24 Hour Fitness, which has two locations in Dallas, said it will create masked and mask-free zones at its Texas locations.

North Texas gyms have been working on their reopening plans since Gov. Greg Abbott lifted the state’s mask mandate and removed occupancy limits. His new order takes effect Wednesday.

Some gyms told members to continue bringing a mask for their workouts, including the Dallas YMCA.

“After speaking with leaders of the two largest hospital systems in our area and reviewing information they provided regarding disease tracking, at this time we will continue on our current path and require all employees and guests working and visiting our facilities to wear a mask or face covering in order to keep our members and staff as safe as possible,” YMCA of Metropolitan Dallas CEO Curt Hazelbaker said in a statement. It operates 19 Dallas branches and camps.

The New York Times — which has been tracking case data and worked with specialists at Johns Hopkins Bloomberg School of Public Health to measure risk level — still labels the infection rate in Dallas County as “extremely high risk.”

And just last week, Dallas County’s top public health official voiced his belief that it’s too soon to stop wearing masks in public spaces.

“It’s still too early. We’d all love to get back to normal. [But] it’s not the time to relax,” Dallas County public health director Dr. Philip Huang told Dallas commissioners.

The federal Centers for Disease Control and Prevention recommends people wear a mask, stay distant and only participate in small group exercise. A recently published CDC investigation of a COVID-19 outbreak at a Chicago gym showed “the increased respiratory exertion that occurs in the enclosed spaces of indoor exercise facilities facilitates transmission of SARS-CoV-2, the virus that causes COVID-19.”

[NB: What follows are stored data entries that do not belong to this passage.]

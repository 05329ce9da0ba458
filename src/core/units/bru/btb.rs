//! Branch Target Buffer (BTB).
//!
//! A small fully associative table of conditional branches. Each entry keeps
//! the branch target and a two-bit history that predicts the direction:
//!
//! | (h0,h1) | taken  | not taken | predicts |
//! |---------|--------|-----------|----------|
//! | (0,0)   | (0,1)  | (0,0)     | not taken |
//! | (0,1)   | (1,0)  | (0,1)     | not taken |
//! | (1,0)   | (1,1)  | (0,1)     | taken    |
//! | (1,1)   | (1,1)  | (1,0)     | taken    |
//!
//! Fetch looks entries up by exact PC. Decode allocates an entry for a
//! branch that missed, and Execute updates it once the branch resolves.

use serde::Serialize;

use crate::config::{ReplacementPolicy, SeedPolicy};
use crate::core::pipeline::latches::Prediction;
use crate::isa::Condition;

/// Two-bit branch history.
#[derive(Clone, Copy, Debug, Default, PartialEq, Eq, Serialize)]
pub struct History {
    pub h0: bool,
    pub h1: bool,
}

impl History {
    /// Strongly not taken, (0,0).
    pub const NOT_TAKEN: History = History { h0: false, h1: false };

    /// Strongly taken, (1,1).
    pub const TAKEN: History = History { h0: true, h1: true };

    /// True if the history predicts the branch taken.
    pub fn predicts_taken(self) -> bool {
        self.h0
    }

    /// Returns the history after observing one outcome.
    pub fn next(self, taken: bool) -> History {
        let (h0, h1) = match (self.h0, self.h1, taken) {
            (false, false, true) => (false, true),
            (false, false, false) => (false, false),
            (true, false, true) => (true, true),
            (true, false, false) => (false, true),
            (true, true, true) => (true, true),
            (true, true, false) => (true, false),
            (false, true, true) => (true, false),
            (false, true, false) => (false, true),
        };
        History { h0, h1 }
    }
}

/// An entry in the Branch Target Buffer.
#[derive(Clone, Copy, Debug, Default, PartialEq, Eq, Serialize)]
pub struct BtbEntry {
    /// PC of the branch owning this entry.
    pub tag: u32,
    /// Direction history.
    pub history: History,
    /// Branch target address.
    pub target: u32,
    /// Indicates if this entry contains valid data.
    pub valid: bool,
}

/// Result of resolving a branch in Execute.
#[derive(Clone, Copy, Debug, PartialEq, Eq)]
pub struct BranchResolution {
    /// PC Fetch must restart from, if the fetched path was wrong.
    pub redirect: Option<u32>,
}

impl BranchResolution {
    /// True if the instructions fetched after the branch are discarded.
    pub fn mispredicted(&self) -> bool {
        self.redirect.is_some()
    }
}

/// Branch Target Buffer structure.
#[derive(Clone, Debug)]
pub struct Btb {
    /// The table of BTB entries.
    table: Vec<BtbEntry>,
    replacement: ReplacementPolicy,
    seed: SeedPolicy,
    /// Next slot to overwrite under round-robin replacement.
    victim: usize,
}

impl Btb {
    /// Creates an empty BTB.
    ///
    /// # Arguments
    ///
    /// * `size` - Number of entries
    /// * `replacement` - Slot chosen when the table is full
    /// * `seed` - Initial history of new entries
    pub fn new(size: usize, replacement: ReplacementPolicy, seed: SeedPolicy) -> Self {
        Self {
            table: vec![BtbEntry::default(); size],
            replacement,
            seed,
            victim: 0,
        }
    }

    /// All entries, slot 0 first.
    pub fn entries(&self) -> &[BtbEntry] {
        &self.table
    }

    /// Looks up the entry for `pc`.
    ///
    /// # Returns
    ///
    /// On a hit, the prediction metadata (slot index and predicted
    /// direction) together with the stored target.
    pub fn lookup(&self, pc: u32) -> Option<(Prediction, u32)> {
        self.slot_of(pc).map(|idx| {
            let entry = &self.table[idx];
            let prediction = Prediction {
                hit: true,
                index: Some(idx),
                taken: entry.history.predicts_taken(),
            };
            (prediction, entry.target)
        })
    }

    fn slot_of(&self, pc: u32) -> Option<usize> {
        self.table.iter().position(|e| e.valid && e.tag == pc)
    }

    fn seed_history(&self, cond: Condition) -> History {
        let taken = match self.seed {
            SeedPolicy::MnemonicBias => cond.is_taken_biased(),
            SeedPolicy::NotTaken => false,
            SeedPolicy::Taken => true,
        };
        if taken {
            History::TAKEN
        } else {
            History::NOT_TAKEN
        }
    }

    /// Allocates an entry for a branch that missed at Fetch.
    ///
    /// An entry already tagged with `pc` is reused as is. Otherwise the first
    /// invalid slot is taken, and when the table is full the replacement
    /// policy picks the victim.
    ///
    /// # Returns
    ///
    /// The slot index now owned by `pc`.
    pub fn allocate(&mut self, pc: u32, target: u32, cond: Condition) -> usize {
        if let Some(idx) = self.slot_of(pc) {
            return idx;
        }
        let idx = match self.table.iter().position(|e| !e.valid) {
            Some(free) => free,
            None => match self.replacement {
                ReplacementPolicy::SlotZero => 0,
                ReplacementPolicy::RoundRobin => {
                    let idx = self.victim;
                    self.victim = (self.victim + 1) % self.table.len();
                    idx
                }
            },
        };
        self.table[idx] = BtbEntry {
            tag: pc,
            history: self.seed_history(cond),
            target,
            valid: true,
        };
        idx
    }

    /// Resolves a branch in Execute.
    ///
    /// Refreshes the target and history of the branch's entry, unless the
    /// slot has been handed to another branch since, and decides whether the
    /// fetched path must be discarded.
    ///
    /// # Arguments
    ///
    /// * `pc` - Address of the branch
    /// * `prediction` - Prediction metadata carried from Fetch and Decode
    /// * `taken` - Actual direction
    /// * `target` - Actual target, `pc + offset`
    pub fn resolve(
        &mut self,
        pc: u32,
        prediction: Prediction,
        taken: bool,
        target: u32,
    ) -> BranchResolution {
        if let Some(entry) = prediction
            .index
            .and_then(|idx| self.table.get_mut(idx))
            .filter(|e| e.valid && e.tag == pc)
        {
            entry.target = target;
            entry.history = entry.history.next(taken);
        }

        let redirect = match (taken, prediction.hit, prediction.taken) {
            (true, true, true) => None,
            (true, true, false) => Some(target),
            (true, false, _) => Some(target),
            (false, true, true) => Some(pc.wrapping_add(4)),
            (false, true, false) => None,
            (false, false, _) => None,
        };
        BranchResolution { redirect }
    }
}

In lieu of requirements from state leaders, Richardson resident Kristina Bauer said she hopes those attending gyms draw on a lesson with religious origins that’s often taught in grade school: the Golden Rule, treating others the way you wish to be treated.

“Put yourself in someone else’s shoes. What you do impacts everyone around you,” Bauer said.

She and other members of her family are immunocompromised as a result of Lyme disease. Physical fitness helps combat the disease, but Bauer and her family are also more susceptible to infection.

Bauer owned and operated a yoga studio and wellness center for 14 years as she battled the lasting effects of Lyme disease. She took her fitness instruction virtually before the pandemic, as her family’s unpredictable health concerns made it difficult to keep up with real estate brokers who wanted her to sign multi-year commitments in order to keep her studio space.

The communal relationships her physical studio provided can’t be matched, she said. But she also fears what COVID-19 outbreaks could mean to families like her own with conditions that went undiagnosed for years.

“I don’t go around bleeding on everybody with open wounds, giving them Lyme. It’s the same thing,” she said.